There are admirable efforts taking place today to reduce the rate of childhood obesity. More attention is being paid to school lunch programs, contents of school vending machines and television advertising targeted toward children. These efforts are critical if we're to get a grasp on what has become a national health crisis.
Yet, there is comparably little focus on obesity rates among America's over-65 population. This is perplexing, given the fact that policymakers are trying to find ways to bring financial sustainability to a Medicare program that is projected to see rapidly escalating costs into the foreseeable future, in large part due to a rising senior population beset with unacceptably high rates of chronic illnesses like diabetes and heart disease. Many of these preventable and costly illnesses are rooted, as we well know, in obesity.
If we're truly concerned about the costs taxpayers will bear in the future for Medicare, here's something to keep in mind. The highest rates of obesity are found among members of the baby boom generation, those segueing into retirement over the next two decades. At current rates, according to a report prepared for the Senate Aging Committee by the Congressional Research Service, nearly half of the elderly population will be obese by the year 2030.
The consequences of this trend are profound. Today, eight of every 10 over-65 individuals have at least one chronic illness and over half have at least two. These chronic diseases account for 95 percent of Medicare spending. Obese seniors will spend 34 percent more on health care over their lifetime compared to normal weight seniors. Rising obesity rates will have a dramatic impact on a program that, according to the most recent Medicare trustees report, will reach insolvency in just 13 years.
Clearly, then, there is an urgent need to examine exactly how Medicare is addressing the obesity issues of its beneficiaries, and even a cursory look tells us that more can and should be done to help older Americans reach healthy weight levels.
Right now, Medicare provides coverage for bariatric surgery for beneficiaries that meet certain obesity and chronic disease thresholds. There is also coverage for one year's worth of intensive behavioral therapy, provided that patients show significant progress in losing weight in the first six months. There is not, however, Medicare Part D coverage for pharmacotherapy treatment for obese individuals, nor is there coverage for a variety of lifestyle-oriented programs that have demonstrated their effectiveness. These are gaps that need to be filled.
Pharmacotherapy treatment of obesity has been approved by the Food and Drug Administration and has produced documented weight loss averages in patients of approximately 5 to 15 percent. Furthermore, lifestyle programs like the Diabetes Prevention Program have shown significant success in preventing cases of Type 2 diabetes among high-risk adults. Combining the two treatment approaches can lead to a dramatic drop in diabetes incidence rates leading to lower Medicare spending.
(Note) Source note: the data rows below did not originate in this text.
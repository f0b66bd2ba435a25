//! HART command frames (PDUs) and their serialization.
//!
//! A HART PDU travels inside the body of a HART-IP message. Requests are
//! either *short* frames, addressed by polling address, or *long* frames,
//! addressed by the 5-byte unique identifier of the device:
//!
//! | Frame | Delimiter | Address |
//! |-------|-----------|---------|
//! | Short | `0x02` | `0x80 \| polling address` |
//! | Long  | `0x82` | `0x80 \| type high`, type low, 24-bit device id |
//!
//! The address is followed by the command byte, the data byte count, the
//! data and an XOR checksum over every preceding byte.
//!
//! # Example
//!
//! ```
//! use hart_ip::{Address, CommandFrame, DeviceId};
//!
//! let frame = CommandFrame::new(Address::Short(0), 0, Vec::new());
//! assert_eq!(frame.to_bytes().unwrap(), vec![0x02, 0x80, 0x00, 0x00, 0x82]);
//!
//! let id = DeviceId::new(0x2607, 0x123456);
//! let frame = CommandFrame::new(Address::Long(id), 20, Vec::new());
//! let bytes = frame.to_bytes().unwrap();
//! assert_eq!(&bytes[..6], &[0x82, 0xA6, 0x07, 0x12, 0x34, 0x56]);
//! ```
//!
//! # Constants
//!
//! - [`MAX_REQUEST_PDU_LEN`] - Maximum size of a request PDU (255 bytes)
//! - [`MAX_SINGLE_BYTE_CMD`] - Highest command number sent without extension

use crate::device::DeviceId;
use crate::error::{HartError, Result};

/// Read Unique Identifier.
pub const CMD_READ_UNIQUE_ID: u16 = 0;
/// Read Tag, Descriptor, Date (packed tag).
pub const CMD_READ_TAG_DESCRIPTOR: u16 = 13;
/// Read Long Tag.
pub const CMD_READ_LONG_TAG: u16 = 20;
/// Extended command wrapper.
pub const CMD_EXTENDED: u16 = 31;
/// Read I/O System Capabilities.
pub const CMD_READ_IO_CAPABILITIES: u16 = 74;
/// Send Command to Sub-Device (tunnel).
pub const CMD_TUNNEL: u16 = 77;
/// Read Sub-Device Identity Summary.
pub const CMD_READ_SUB_DEVICE_IDENTITY: u16 = 84;
/// Flush Delayed Responses.
pub const CMD_FLUSH_DELAYED_RESPONSES: u16 = 106;
/// Read sub-device count on pre-revision-7 I/O systems.
pub const CMD_READ_SUB_DEVICE_COUNT: u16 = 128;

/// Maximum size of a request PDU.
pub const MAX_REQUEST_PDU_LEN: usize = 255;
/// Highest command number that fits the single command byte.
pub const MAX_SINGLE_BYTE_CMD: u16 = 253;

/// Short-frame request delimiter.
pub const DELIMITER_SHORT_REQUEST: u8 = 0x02;
/// Long-frame request delimiter.
pub const DELIMITER_LONG_REQUEST: u8 = 0x82;
/// Short-frame response delimiter.
pub const DELIMITER_SHORT_RESPONSE: u8 = 0x06;
/// Long-frame response delimiter.
pub const DELIMITER_LONG_RESPONSE: u8 = 0x86;

/// Preamble count carried in a command 77 tunnel envelope.
pub const TUNNEL_PREAMBLES: u8 = 5;

/// Primary master bit set in every request address.
const PRIMARY_MASTER: u8 = 0x80;

/// Response codes with protocol meaning to the client.
pub mod rc {
    /// Command executed without error.
    pub const SUCCESS: u8 = 0;
    /// Value was set to the nearest possible value.
    pub const SET_TO_NEAREST: u8 = 8;
    /// Device busy.
    pub const BUSY: u8 = 32;
    /// Delayed response initiated.
    pub const DR_INITIATE: u8 = 33;
    /// Delayed response running.
    pub const DR_RUNNING: u8 = 34;
    /// Delayed response dead.
    pub const DR_DEAD: u8 = 35;
    /// Delayed response conflict.
    pub const DR_CONFLICT: u8 = 36;
    /// Command not implemented.
    pub const NOT_IMPLEMENTED: u8 = 64;
    /// Communication error flag.
    pub const COMM_ERROR: u8 = 0x80;
    /// No response was received.
    pub const NO_RESPONSE: u8 = 255;
}

/// XOR checksum over a HART frame.
///
/// # Example
///
/// ```
/// use hart_ip::command::checksum;
///
/// assert_eq!(checksum(&[0x02, 0x80, 0x00, 0x00]), 0x82);
/// ```
pub fn checksum(data: &[u8]) -> u8 {
    data.iter().fold(0, |acc, b| acc ^ b)
}

/// Destination of a HART command.
#[derive(Debug, Clone, Copy, PartialEq, Eq, Hash)]
pub enum Address {
    /// Short frame addressed by polling address (0-63).
    Short(u8),
    /// Long frame addressed by unique identifier.
    Long(DeviceId),
}

impl Address {
    /// Returns whether this is a long-frame address.
    pub fn is_long(&self) -> bool {
        matches!(self, Self::Long(_))
    }

    fn delimiter(&self) -> u8 {
        match self {
            Self::Short(_) => DELIMITER_SHORT_REQUEST,
            Self::Long(_) => DELIMITER_LONG_REQUEST,
        }
    }

    fn write_to(&self, out: &mut Vec<u8>) {
        match self {
            Self::Short(poll) => out.push((poll & 0x3F) | PRIMARY_MASTER),
            Self::Long(id) => {
                out.push((((id.device_type >> 8) as u8) & 0x3F) | PRIMARY_MASTER);
                out.push(id.device_type as u8);
                out.push((id.device_id >> 16) as u8);
                out.push((id.device_id >> 8) as u8);
                out.push(id.device_id as u8);
            }
        }
    }
}

/// A HART request frame.
#[derive(Debug, Clone, PartialEq, Eq)]
pub struct CommandFrame {
    /// Destination device.
    pub address: Address,
    /// Command number, extended commands included.
    pub command: u16,
    /// Request data bytes, without extended command prefix.
    pub data: Vec<u8>,
}

impl CommandFrame {
    /// Creates a new command frame.
    pub fn new(address: Address, command: u16, data: Vec<u8>) -> Self {
        Self {
            address,
            command,
            data,
        }
    }

    /// Wraps `inner` into a command 77 tunnel frame addressed to `root`.
    ///
    /// The tunnel data is the sub-device's I/O card, its channel, the
    /// preamble count and the inner frame without checksum.
    ///
    /// # Errors
    ///
    /// Returns an error if the inner frame cannot be serialized.
    ///
    /// # Example
    ///
    /// ```
    /// use hart_ip::{Address, CommandFrame, DeviceId};
    ///
    /// let sub = DeviceId::new(0x1A2B, 0x000102);
    /// let inner = CommandFrame::new(Address::Long(sub), 0, Vec::new());
    /// let root = DeviceId::new(0xE1F6, 0x000001);
    ///
    /// let tunnel = CommandFrame::tunnel(root, 2, 3, &inner).unwrap();
    /// assert_eq!(tunnel.command, 77);
    /// assert_eq!(&tunnel.data[..3], &[2, 3, 5]);
    /// ```
    pub fn tunnel(root: DeviceId, io_card: u8, channel: u8, inner: &CommandFrame) -> Result<Self> {
        let inner_bytes = inner.to_unsealed_bytes()?;
        let mut data = Vec::with_capacity(3 + inner_bytes.len());
        data.push(io_card);
        data.push(channel);
        data.push(TUNNEL_PREAMBLES);
        data.extend_from_slice(&inner_bytes);

        Ok(Self::new(Address::Long(root), CMD_TUNNEL, data))
    }

    /// Serializes the frame without the trailing checksum.
    ///
    /// Commands above [`MAX_SINGLE_BYTE_CMD`] are sent as command 31 with the
    /// 16-bit command number prefixed to the data.
    ///
    /// # Errors
    ///
    /// Returns `HartError::InvalidParameter` if the frame would exceed
    /// [`MAX_REQUEST_PDU_LEN`] or the data is longer than a byte count can hold.
    pub fn to_unsealed_bytes(&self) -> Result<Vec<u8>> {
        let (command, ext) = if self.command > MAX_SINGLE_BYTE_CMD {
            (CMD_EXTENDED as u8, Some(self.command.to_be_bytes()))
        } else {
            (self.command as u8, None)
        };

        let data_len = self.data.len() + if ext.is_some() { 2 } else { 0 };
        if data_len > u8::MAX as usize {
            return Err(HartError::invalid_parameter(
                "data",
                format!("{} data bytes exceed the byte count field", data_len),
            ));
        }

        let mut out = Vec::with_capacity(8 + data_len);
        out.push(self.address.delimiter());
        self.address.write_to(&mut out);
        out.push(command);
        out.push(data_len as u8);
        if let Some(ext) = ext {
            out.extend_from_slice(&ext);
        }
        out.extend_from_slice(&self.data);

        if out.len() + 1 > MAX_REQUEST_PDU_LEN {
            return Err(HartError::invalid_parameter(
                "data",
                format!(
                    "request of {} bytes exceeds the maximum of {}",
                    out.len() + 1,
                    MAX_REQUEST_PDU_LEN
                ),
            ));
        }
        Ok(out)
    }

    /// Serializes the frame with its checksum.
    pub fn to_bytes(&self) -> Result<Vec<u8>> {
        let mut out = self.to_unsealed_bytes()?;
        out.push(checksum(&out));
        Ok(out)
    }
}

/// A HART response frame as produced by a field device.
///
/// The client only parses responses; this encoder exists for simulated
/// responders and for rebuilding a tunneled reply.
#[derive(Debug, Clone, PartialEq, Eq)]
pub struct ResponsePdu {
    /// Responding device.
    pub address: Address,
    /// Command byte echoed by the device.
    pub command: u8,
    /// Response code.
    pub response_code: u8,
    /// Field device status.
    pub device_status: u8,
    /// Response data.
    pub data: Vec<u8>,
}

impl ResponsePdu {
    /// Creates a successful response with the given data.
    pub fn success(address: Address, command: u8, data: Vec<u8>) -> Self {
        Self {
            address,
            command,
            response_code: rc::SUCCESS,
            device_status: 0,
            data,
        }
    }

    /// Sets the response code.
    pub fn with_response_code(mut self, response_code: u8) -> Self {
        self.response_code = response_code;
        self
    }

    /// Serializes the response, checksum included.
    pub fn to_bytes(&self) -> Vec<u8> {
        let mut out = Vec::with_capacity(10 + self.data.len());
        out.push(if self.address.is_long() {
            DELIMITER_LONG_RESPONSE
        } else {
            DELIMITER_SHORT_RESPONSE
        });
        self.address.write_to(&mut out);
        out.push(self.command);
        out.push((self.data.len() + 2) as u8);
        out.push(self.response_code);
        out.push(self.device_status);
        out.extend_from_slice(&self.data);
        out.push(checksum(&out));
        out
    }
}

#[cfg(test)]
mod tests {
    use super::*;

    #[test]
    fn test_short_frame_command_0() {
        let frame = CommandFrame::new(Address::Short(5), 0, Vec::new());
        let bytes = frame.to_bytes().unwrap();
        assert_eq!(bytes, hex::decode("0285000087").unwrap());
    }

    #[test]
    fn test_short_address_masks_polling_address() {
        let frame = CommandFrame::new(Address::Short(0xFF), 0, Vec::new());
        let bytes = frame.to_bytes().unwrap();
        assert_eq!(bytes[1], 0xBF);
    }

    #[test]
    fn test_long_frame_layout() {
        let id = DeviceId::new(0xE1F6, 0xABCDEF);
        let frame = CommandFrame::new(Address::Long(id), 3, vec![0x11, 0x22]);
        let bytes = frame.to_bytes().unwrap();

        assert_eq!(&bytes[..6], &[0x82, 0xA1, 0xF6, 0xAB, 0xCD, 0xEF]);
        assert_eq!(bytes[6], 3);
        assert_eq!(bytes[7], 2);
        assert_eq!(&bytes[8..10], &[0x11, 0x22]);
        assert_eq!(bytes.len(), 11);
    }

    #[test]
    fn test_checksum_covers_every_preceding_byte() {
        let id = DeviceId::new(0x2607, 0x000042);
        for command in [0u16, 20, 48, 106, 254, 1024] {
            let frame = CommandFrame::new(Address::Long(id), command, vec![1, 2, 3, 4]);
            let bytes = frame.to_bytes().unwrap();
            let (body, sum) = bytes.split_at(bytes.len() - 1);
            assert_eq!(checksum(body), sum[0], "command {}", command);
        }
    }

    #[test]
    fn test_extended_command_wraps_in_31() {
        let id = DeviceId::new(0x2607, 1);
        let frame = CommandFrame::new(Address::Long(id), 1024, vec![0xAA]);
        let bytes = frame.to_bytes().unwrap();

        assert_eq!(bytes[6], 31);
        assert_eq!(bytes[7], 3);
        assert_eq!(&bytes[8..11], &[0x04, 0x00, 0xAA]);
    }

    #[test]
    fn test_command_253_is_not_extended() {
        let frame = CommandFrame::new(Address::Short(0), 253, Vec::new());
        assert_eq!(frame.to_bytes().unwrap()[2], 253);
    }

    #[test]
    fn test_oversized_request_rejected() {
        let frame = CommandFrame::new(Address::Short(0), 130, vec![0; 251]);
        let err = frame.to_bytes().unwrap_err();
        assert!(matches!(err, HartError::InvalidParameter { .. }));

        let frame = CommandFrame::new(Address::Short(0), 130, vec![0; 250]);
        assert_eq!(frame.to_bytes().unwrap().len(), MAX_REQUEST_PDU_LEN);
    }

    #[test]
    fn test_tunnel_inner_frame_has_no_checksum() {
        let sub = DeviceId::new(0x1A2B, 0x000102);
        let inner = CommandFrame::new(Address::Long(sub), 0, Vec::new());
        let root = DeviceId::new(0xE1F6, 0x000001);
        let tunnel = CommandFrame::tunnel(root, 1, 4, &inner).unwrap();

        assert_eq!(tunnel.address, Address::Long(root));
        assert_eq!(
            tunnel.data,
            vec![1, 4, 5, 0x82, 0x9A, 0x2B, 0x00, 0x01, 0x02, 0x00, 0x00]
        );
    }

    #[test]
    fn test_response_pdu_encoding() {
        let pdu = ResponsePdu::success(Address::Short(0), 0, vec![0xFE]).to_bytes();
        assert_eq!(&pdu[..6], &[0x06, 0x80, 0x00, 0x03, 0x00, 0x00]);
        assert_eq!(pdu[6], 0xFE);
        assert_eq!(pdu[7], checksum(&pdu[..7]));
    }
}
In fact, a research study found that pharmacotherapy treatment reduced diabetes rates among a sample group by 31 percent over those who received placebos, while lifestyle programs led to a 58 percent incidence reduction and a 71 percent reduction among those aged 60 and above.
In this age of deficit reduction, there is understandably a certain degree of reluctance to add new benefits to the Medicare program. In this case, though, providing coverage now for a broader range of obesity treatments will address a growing health crisis, reduce chronic disease rates among the Medicare beneficiary population and avoid future hospitalization, acute care and emergency room costs.
Society is responding well to the nation's childhood obesity crisis, but we need to realize that obesity is a problem affecting all ages and our public policies and programs need to respond accordingly.